§ Task objective: Please quote exactly the opening lines of the data, from the first line to the one where "for x in 0..(size" appears.

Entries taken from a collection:

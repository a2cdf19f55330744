//! Small meshes shared by the unit tests

use nalgebra::Point3;
use usdzcrate_core::TriangleMesh;

pub fn make_single_triangle() -> TriangleMesh {
    TriangleMesh::from_vertices_and_faces(
        vec![
            Point3::new(0.0, 0.0, 0.0),
            Point3::new(1.0, 0.0, 0.0),
            Point3::new(0.5, 1.0, 0.0),
        ],
        vec![[0, 1, 2]],
    )
}

pub fn make_tetrahedron() -> TriangleMesh {
    // Consistently wound: each shared edge appears in opposite directions
    TriangleMesh::from_vertices_and_faces(
        vec![
            Point3::new(0.0, 0.0, 0.0),
            Point3::new(1.0, 0.0, 0.0),
            Point3::new(0.5, 1.0, 0.0),
            Point3::new(0.5, 0.5, 1.0),
        ],
        vec![[0, 2, 1], [0, 1, 3], [0, 3, 2], [1, 2, 3]],
    )
}

pub fn make_plane_grid(size: usize) -> TriangleMesh {
    let mut vertices = Vec::new();
    for y in 0..size {
        for x in 0..size {
            vertices.push(Point3::new(x as f32, y as f32, 0.0));
        }
    }
    let mut faces = Vec::new();
    for y in 0..(size - 1) {
        for x in 0..(size - 1) {
            let tl = y * size + x;
            let tr = tl + 1;
            let bl = (y + 1) * size + x;
            let br = bl + 1;
            faces.push([tl, bl, tr]);
            faces.push([tr, bl, br]);
        }
    }
    TriangleMesh::from_vertices_and_faces(vertices, faces)
}

pub fn make_curved_surface(size: usize) -> TriangleMesh {
    let mut mesh = make_plane_grid(size);
    for v in &mut mesh.vertices {
        let fx = v.x / (size - 1) as f32 * std::f32::consts::PI;
        let fy = v.y / (size - 1) as f32 * std::f32::consts::PI;
        v.z = (fx.sin() * fy.sin()) * 2.0;
    }
    mesh
}

/// Closed UV sphere with single pole vertices.
pub fn make_uv_sphere(slices: usize, stacks: usize) -> TriangleMesh {
    let mut vertices = vec![Point3::new(0.0, 0.0, 1.0)];
    for i in 1..stacks {
        let phi = std::f32::consts::PI * i as f32 / stacks as f32;
        for j in 0..slices {
            let theta = 2.0 * std::f32::consts::PI * j as f32 / slices as f32;
            vertices.push(Point3::new(phi.sin() * theta.cos(), phi.sin() * theta.sin(), phi.cos()));
        }
    }
    let south = vertices.len();
    vertices.push(Point3::new(0.0, 0.0, -1.0));

    let ring = |i: usize, j: usize| 1 + (i - 1) * slices + j % slices;
    let mut faces = Vec::new();
    for j in 0..slices {
        faces.push([0, ring(1, j), ring(1, j + 1)]);
    }
    for i in 1..(stacks - 1) {
        for j in 0..slices {
            let a = ring(i, j);
            let b = ring(i, j + 1);
            let c = ring(i + 1, j);
            let d = ring(i + 1, j + 1);
            faces.push([a, c, b]);
            faces.push([b, c, d]);
        }
    }
    for j in 0..slices {
        faces.push([south, ring(stacks - 1, j + 1), ring(stacks - 1, j)]);
    }
    TriangleMesh::from_vertices_and_faces(vertices, faces)
}

/// Same surface with every face given its own three vertices.
pub fn make_soup(mesh: &TriangleMesh) -> TriangleMesh {
    let mut vertices = Vec::with_capacity(mesh.faces.len() * 3);
    let mut faces = Vec::with_capacity(mesh.faces.len());
    for face in &mesh.faces {
        let base = vertices.len();
        vertices.extend(face.iter().map(|&i| mesh.vertices[i]));
        faces.push([base, base + 1, base + 2]);
    }
    TriangleMesh::from_vertices_and_faces(vertices, faces)
}
//! 3D transformation utilities

use nalgebra::{Matrix4, Point3, Vector3};
use serde::{Deserialize, Serialize};

use crate::error::{Error, Result};

/// An affine 3D transformation applied to mesh vertices
#[derive(Debug, Clone, Copy, PartialEq, Serialize, Deserialize)]
pub struct Transform3D {
    pub matrix: Matrix4<f32>,
}

impl Transform3D {
    /// Create an identity transformation
    pub fn identity() -> Self {
        Self {
            matrix: Matrix4::identity(),
        }
    }

    /// Create a translation transformation
    pub fn translation(translation: Vector3<f32>) -> Self {
        Self {
            matrix: Matrix4::new_translation(&translation),
        }
    }

    /// Create a uniform scaling transformation about the origin
    pub fn uniform_scaling(scale: f32) -> Self {
        Self {
            matrix: Matrix4::new_scaling(scale),
        }
    }

    /// Build a transform from the 12-value row-vector layout used by 3MF:
    /// `m00 m01 m02 m10 m11 m12 m20 m21 m22 m30 m31 m32`, where the last
    /// row holds the translation.
    pub fn from_row_major_affine(values: &[f32]) -> Result<Self> {
        if values.len() != 12 {
            return Err(Error::InvalidData(format!(
                "affine transform needs 12 values, got {}",
                values.len()
            )));
        }
        let m = |r: usize, c: usize| values[r * 3 + c];
        // 3MF multiplies row vectors on the left, so the stored matrix is transposed.
        let matrix = Matrix4::new(
            m(0, 0), m(1, 0), m(2, 0), m(3, 0),
            m(0, 1), m(1, 1), m(2, 1), m(3, 1),
            m(0, 2), m(1, 2), m(2, 2), m(3, 2),
            0.0, 0.0, 0.0, 1.0,
        );
        Ok(Self { matrix })
    }

    /// Apply the transformation to a point
    pub fn transform_point(&self, point: &Point3<f32>) -> Point3<f32> {
        let homogeneous = self.matrix * point.to_homogeneous();
        Point3::from_homogeneous(homogeneous).unwrap_or(*point)
    }

    /// Compose this transformation with another
    pub fn compose(self, other: Self) -> Self {
        Self {
            matrix: self.matrix * other.matrix,
        }
    }

    /// Check if this is approximately the identity transformation
    pub fn is_identity(&self, epsilon: f32) -> bool {
        let identity = Matrix4::identity();
        (self.matrix - identity).norm() < epsilon
    }
}

impl Default for Transform3D {
    fn default() -> Self {
        Self::identity()
    }
}

impl std::ops::Mul for Transform3D {
    type Output = Self;

    fn mul(self, rhs: Self) -> Self::Output {
        self.compose(rhs)
    }
}

impl From<Matrix4<f32>> for Transform3D {
    fn from(matrix: Matrix4<f32>) -> Self {
        Self { matrix }
    }
}
//! Conversion pipeline driving the usdzcrate libraries
//!
//! [`convert`] turns a 3MF or OBJ file into a normalized USDZ preview:
//! load, simplify, normalize, serialize, package. [`emit_cube`] and
//! [`emit_blocks`] write the fixed cube assets.

pub mod blocks;
pub mod pipeline;

pub use blocks::*;
pub use pipeline::*;
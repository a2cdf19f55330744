//! Point types and related functionality

use nalgebra::{Point3, Vector3};

/// A 3D point with floating point coordinates
pub type Point3f = Point3<f32>;

/// A 3D point with double precision coordinates
pub type Point3d = Point3<f64>;

/// A 3D vector with floating point components
pub type Vector3f = Vector3<f32>;

/// A 3D vector with double precision components
pub type Vector3d = Vector3<f64>;

/// Widen a single precision point for accumulation.
#[inline]
pub fn to_f64(p: &Point3f) -> Point3d {
    Point3d::new(p.x as f64, p.y as f64, p.z as f64)
}
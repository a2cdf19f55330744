//! The axis-aligned cube used for solid block assets

use crate::mesh::TriangleMesh;
use crate::point::Point3f;

/// Edge length of the standard block, in meters.
pub const DEFAULT_CUBE_SIZE: f32 = 0.98;

/// Cube triangles, two per side.
pub const CUBE_TRIANGLES: [[usize; 3]; 12] = [
    [0, 1, 2], [0, 2, 3], // front (-Z)
    [4, 6, 5], [4, 7, 6], // back (+Z)
    [4, 5, 1], [4, 1, 0], // bottom (-Y)
    [3, 2, 6], [3, 6, 7], // top (+Y)
    [1, 5, 6], [1, 6, 2], // right (+X)
    [4, 0, 3], [4, 3, 7], // left (-X)
];

/// Build a cube of edge length `size` centered on the origin.
pub fn cube(size: f32) -> TriangleMesh {
    let h = size / 2.0;
    let vertices = vec![
        Point3f::new(-h, -h, -h),
        Point3f::new(h, -h, -h),
        Point3f::new(h, h, -h),
        Point3f::new(-h, h, -h),
        Point3f::new(-h, -h, h),
        Point3f::new(h, -h, h),
        Point3f::new(h, h, h),
        Point3f::new(-h, h, h),
    ];
    TriangleMesh::from_vertices_and_faces(vertices, CUBE_TRIANGLES.to_vec())
}
//! Solid cube block assets

use std::path::Path;

use tracing::info;
use usdzcrate_core::{cube, Error, Material, Result};
use usdzcrate_io::{ensure_parent_dir, write_usdz, ArchiveOptions, ArchiveReport, SceneDocument, SceneOptions};

/// Default color for a single converted block.
pub const DEFAULT_BLOCK_COLOR: [f32; 3] = [0.72, 0.18, 0.2];

/// A named block color.
#[derive(Debug, Clone, Copy, PartialEq)]
pub struct Block {
    pub name: &'static str,
    pub color: [f32; 3],
}

/// The built-in block set, written by [`emit_blocks`].
pub const BLOCK_PALETTE: [Block; 6] = [
    Block { name: "SoilBlock", color: [0.52, 0.33, 0.18] },
    Block { name: "RockBlock", color: [0.35, 0.35, 0.4] },
    Block { name: "RelicBlock", color: [0.93, 0.78, 0.25] },
    Block { name: "TunnelBlock", color: [0.10, 0.10, 0.12] },
    Block { name: "DenBlock", color: [0.88, 0.70, 0.50] },
    Block { name: "PipestoneBlock", color: [0.72, 0.18, 0.20] },
];

/// Write a cube of edge `size` with the block material to `destination`.
///
/// Missing parent directories are created. The entry is stored
/// uncompressed.
pub fn write_block<P: AsRef<Path>>(
    destination: P,
    size: f32,
    color: [f32; 3],
    options: &SceneOptions,
) -> Result<ArchiveReport> {
    let destination = destination.as_ref();
    ensure_parent_dir(destination)?;
    let document = SceneDocument::build(&cube(size), &Material::block(color), options);
    write_usdz(&document, destination, &ArchiveOptions::stored())
}

/// Replace the asset at `source` with a plain cube at `destination`.
///
/// The source geometry is not read; it only has to exist.
pub fn emit_cube<P: AsRef<Path>, Q: AsRef<Path>>(
    source: P,
    destination: Q,
    size: f32,
    color: [f32; 3],
    options: &SceneOptions,
) -> Result<ArchiveReport> {
    let source = source.as_ref();
    if !source.exists() {
        return Err(Error::InputNotFound {
            path: source.to_path_buf(),
        });
    }
    write_block(destination, size, color, options)
}

/// Write every block in [`BLOCK_PALETTE`] as `<out_dir>/<name>.usdz`.
pub fn emit_blocks<P: AsRef<Path>>(out_dir: P, size: f32) -> Result<Vec<ArchiveReport>> {
    let out_dir = out_dir.as_ref();
    let options = SceneOptions::block();
    BLOCK_PALETTE
        .iter()
        .map(|block| {
            let report = write_block(
                out_dir.join(format!("{}.usdz", block.name)),
                size,
                block.color,
                &options,
            )?;
            info!("Generated {} ({} bytes)", report.path.display(), report.bytes);
            Ok(report)
        })
        .collect()
}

§ Output:
repository a2cdf19f55330744
//! Small meshes shared by the unit tests

use nalgebra::Point3;
use usdzcrate_core::TriangleMesh;

pub fn make_single_triangle() -> TriangleMesh {
    TriangleMesh::from_vertices_and_faces(
        vec![
            Point3::new(0.0, 0.0, 0.0),
            Point3::new(1.0, 0.0, 0.0),
            Point3::new(0.5, 1.0, 0.0),
        ],
        vec![[0, 1, 2]],
    )
}

pub fn make_tetrahedron() -> TriangleMesh {
    // Consistently wound: each shared edge appears in opposite directions
    TriangleMesh::from_vertices_and_faces(
        vec![
            Point3::new(0.0, 0.0, 0.0),
            Point3::new(1.0, 0.0, 0.0),
            Point3::new(0.5, 1.0, 0.0),
            Point3::new(0.5, 0.5, 1.0),
        ],
        vec![[0, 2, 1], [0, 1, 3], [0, 3, 2], [1, 2, 3]],
    )
}

pub fn make_plane_grid(size: usize) -> TriangleMesh {
    let mut vertices = Vec::new();
    for y in 0..size {
        for x in 0..size {
            vertices.push(Point3::new(x as f32, y as f32, 0.0));
        }
    }
    let mut faces = Vec::new();
    for y in 0..(size - 1) {
        for x in 0..(size - 1) {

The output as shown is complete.